Unlike the existing, or base, CPP, the enhancement to the Canada Pension Plan will be fully funded, meaning that benefits under the enhancement will slowly accrue each year as individuals work and make contributions. Additionally, the enhancement of the Canada Pension Plan will be phased-in over a period of seven years, starting in 2019. When fully mature, the enhanced CPP will provide a replacement rate of one third (33.33 per cent) of covered earnings, up from the quarter (25 per cent) provided prior to the enhancement. Additionally, the maximum amount of income covered by the CPP will increase by 14 per cent by 2025 (projected by the Chief Actuary of Canada to be $79,400 in 2025, compared to the projected normal limit of $69,700 in the same year in the 28th Actuarial Report on the CPP). The combination of the increased replacement rate and increased earnings limit will result in individuals receiving retirement pensions 33 per cent to 50 per cent higher, depending on their earnings across their working years. (The maximum retirement pension will increase by 50 per cent, but will require 40 years of contributions on earnings at the new maximum). Workers earning the 2016 maximum covered wage of $54,900 a year would receive an additional $4,390 annually (approximately $365.83 monthly).
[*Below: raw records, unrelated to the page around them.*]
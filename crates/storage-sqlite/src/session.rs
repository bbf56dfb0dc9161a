//! Per-record savepoints inside the writer's batch transaction.

use diesel::connection::{AnsiTransactionManager, TransactionManager};
use diesel::SqliteConnection;
use finscore_core::scores::RecordScope;
use finscore_core::Result;

use crate::errors::IntoCore;

/// A reconciliation pass over one writer connection.
///
/// Must be used inside an open transaction (the writer actor provides one);
/// each record scope then becomes a `SAVEPOINT` so a failed record is rolled
/// back alone while earlier records stay part of the batch.
pub struct SqliteReconcileSession<'c> {
    pub(crate) conn: &'c mut SqliteConnection,
}

impl<'c> SqliteReconcileSession<'c> {
    pub fn new(conn: &'c mut SqliteConnection) -> Self {
        SqliteReconcileSession { conn }
    }
}

impl RecordScope for SqliteReconcileSession<'_> {
    fn begin_record(&mut self) -> Result<()> {
        AnsiTransactionManager::begin_transaction(&mut *self.conn).into_core()
    }

    fn commit_record(&mut self) -> Result<()> {
        AnsiTransactionManager::commit_transaction(&mut *self.conn).into_core()
    }

    fn rollback_record(&mut self) -> Result<()> {
        AnsiTransactionManager::rollback_transaction(&mut *self.conn).into_core()
    }
}
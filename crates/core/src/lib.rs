//! Finscore Core - sheet normalization, reconciliation and score services.
//!
//! This crate turns raw spreadsheet grids into typed, ticker-keyed records
//! and reconciles them against persisted state. It is database-agnostic:
//! persistence is reached through the traits in [`scores`], implemented by
//! the `storage-sqlite` crate.
//!
//! ```text
//! GridSource ──> normalize_grid ──> reconcile ──> ScoreRepositoryTrait
//!  (sheets)        (scores)          (scores)       (storage-sqlite)
//! ```

pub mod constants;
pub mod errors;
pub mod fscores;
pub mod scores;
pub mod zscores;

// Re-export error types
pub use errors::Error;
pub use errors::Result;
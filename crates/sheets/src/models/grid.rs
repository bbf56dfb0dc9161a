use serde::{Deserialize, Serialize};
use serde_json::Value;

/// Raw body of a spreadsheet values request.
///
/// `values` is omitted by the API when the requested range is empty.
#[derive(Debug, Clone, Deserialize)]
#[serde(rename_all = "camelCase")]
pub struct ValueRange {
    pub range: Option<String>,
    pub major_dimension: Option<String>,
    #[serde(default)]
    pub values: Vec<Vec<Value>>,
}

/// A header row followed by data rows, every cell rendered as a string.
///
/// Rows may be shorter than the header; the API drops trailing empty cells.
#[derive(Debug, Clone, Default, PartialEq, Serialize, Deserialize)]
pub struct SheetGrid {
    pub range: Option<String>,
    pub rows: Vec<Vec<String>>,
}

impl SheetGrid {
    pub fn new(rows: Vec<Vec<String>>) -> Self {
        Self { range: None, rows }
    }

    /// Builds a grid from string slices. Handy for fixtures.
    pub fn from_rows<R, C>(rows: R) -> Self
    where
        R: IntoIterator<Item = C>,
        C: IntoIterator,
        C::Item: Into<String>,
    {
        Self::new(
            rows.into_iter()
                .map(|row| row.into_iter().map(Into::into).collect())
                .collect(),
        )
    }

    pub fn header(&self) -> Option<&[String]> {
        self.rows.first().map(Vec::as_slice)
    }

    pub fn data_rows(&self) -> &[Vec<String>] {
        self.rows.get(1..).unwrap_or(&[])
    }

    pub fn is_empty(&self) -> bool {
        self.rows.is_empty()
    }
}

impl From<ValueRange> for SheetGrid {
    fn from(body: ValueRange) -> Self {
        Self {
            range: body.range,
            rows: body
                .values
                .into_iter()
                .map(|row| row.into_iter().map(cell_to_string).collect())
                .collect(),
        }
    }
}

fn cell_to_string(cell: Value) -> String {
    match cell {
        Value::String(s) => s,
        Value::Null => String::new(),
        Value::Bool(true) => "TRUE".to_string(),
        Value::Bool(false) => "FALSE".to_string(),
        other => other.to_string(),
    }
}

#[cfg(test)]
mod tests {
    use super::*;

    #[test]
    fn test_decode_values_document() {
        let body = r#"{
            "range": "Zscore!A1:F3",
            "majorDimension": "ROWS",
            "values": [
                ["Ticker", "2024Y", "2023Y"],
                ["AAA", "3,5", "2,1"],
                ["BBB", "1,0"]
            ]
        }"#;
        let parsed: ValueRange = serde_json::from_str(body).unwrap();
        let grid = SheetGrid::from(parsed);

        assert_eq!(grid.range.as_deref(), Some("Zscore!A1:F3"));
        assert_eq!(
            grid.header().unwrap(),
            &["Ticker".to_string(), "2024Y".to_string(), "2023Y".to_string()]
        );
        assert_eq!(grid.data_rows().len(), 2);
        assert_eq!(grid.data_rows()[1], vec!["BBB", "1,0"]);
    }

    #[test]
    fn test_missing_values_gives_empty_grid() {
        let parsed: ValueRange =
            serde_json::from_str(r#"{"range": "FScore!A1:Z1000", "majorDimension": "ROWS"}"#)
                .unwrap();
        let grid = SheetGrid::from(parsed);
        assert!(grid.is_empty());
        assert!(grid.header().is_none());
        assert!(grid.data_rows().is_empty());
    }

    #[test]
    fn test_non_string_cells_are_stringified() {
        let parsed: ValueRange =
            serde_json::from_str(r#"{"values": [["Ticker", "ROA>0"], ["AAA", true], ["BBB", 1.5], ["CCC", null]]}"#)
                .unwrap();
        let grid = SheetGrid::from(parsed);
        assert_eq!(grid.data_rows()[0][1], "TRUE");
        assert_eq!(grid.data_rows()[1][1], "1.5");
        assert_eq!(grid.data_rows()[2][1], "");
    }

    #[test]
    fn test_header_only_grid_has_no_data_rows() {
        let grid = SheetGrid::from_rows([vec!["Ticker", "2024Y"]]);
        assert!(grid.header().is_some());
        assert!(grid.data_rows().is_empty());
    }
}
To finance the expanded pensions and maintain the soundness of the plan, contributions to the CPP from workers and their employers will each rise 1 per cent from current levels, to 5.95 per cent over the existing band of covered earnings. This increase will be phased in over 5 years, starting in 2019. The increase to the earnings threshold will be phased in over 2 years, starting in 2024. Workers and their employers will contribute 4 per cent on earnings in this range (which is to say earnings above the normal earnings limit and below the new increased one). To ease the impact of the increased contribution on near-term disposable income, worker contributions will become tax-deductible.

Funding

Description
The base CPP is funded on a "steady-state" basis, with its current contribution rate set so that it will remain constant for the next 75 years, by accumulating a reserve fund sufficient to stabilize the asset/expenditure and funding ratios over time. Such a system is a hybrid between a fully funded one and a "pay-as-you-go" plan. In other words, assets held in the CPP fund are by themselves insufficient to pay for all future benefits accrued to date but sufficient to prevent contributions from rising any further. While a sustainable path for this particular plan, given the indefinite existence of a government, it is not typical of other public or private sector pension plans. A study published in April 2007 by the CPP's chief actuary showed that this type of funding method is "robust and appropriate" given reasonable assumptions about future conditions.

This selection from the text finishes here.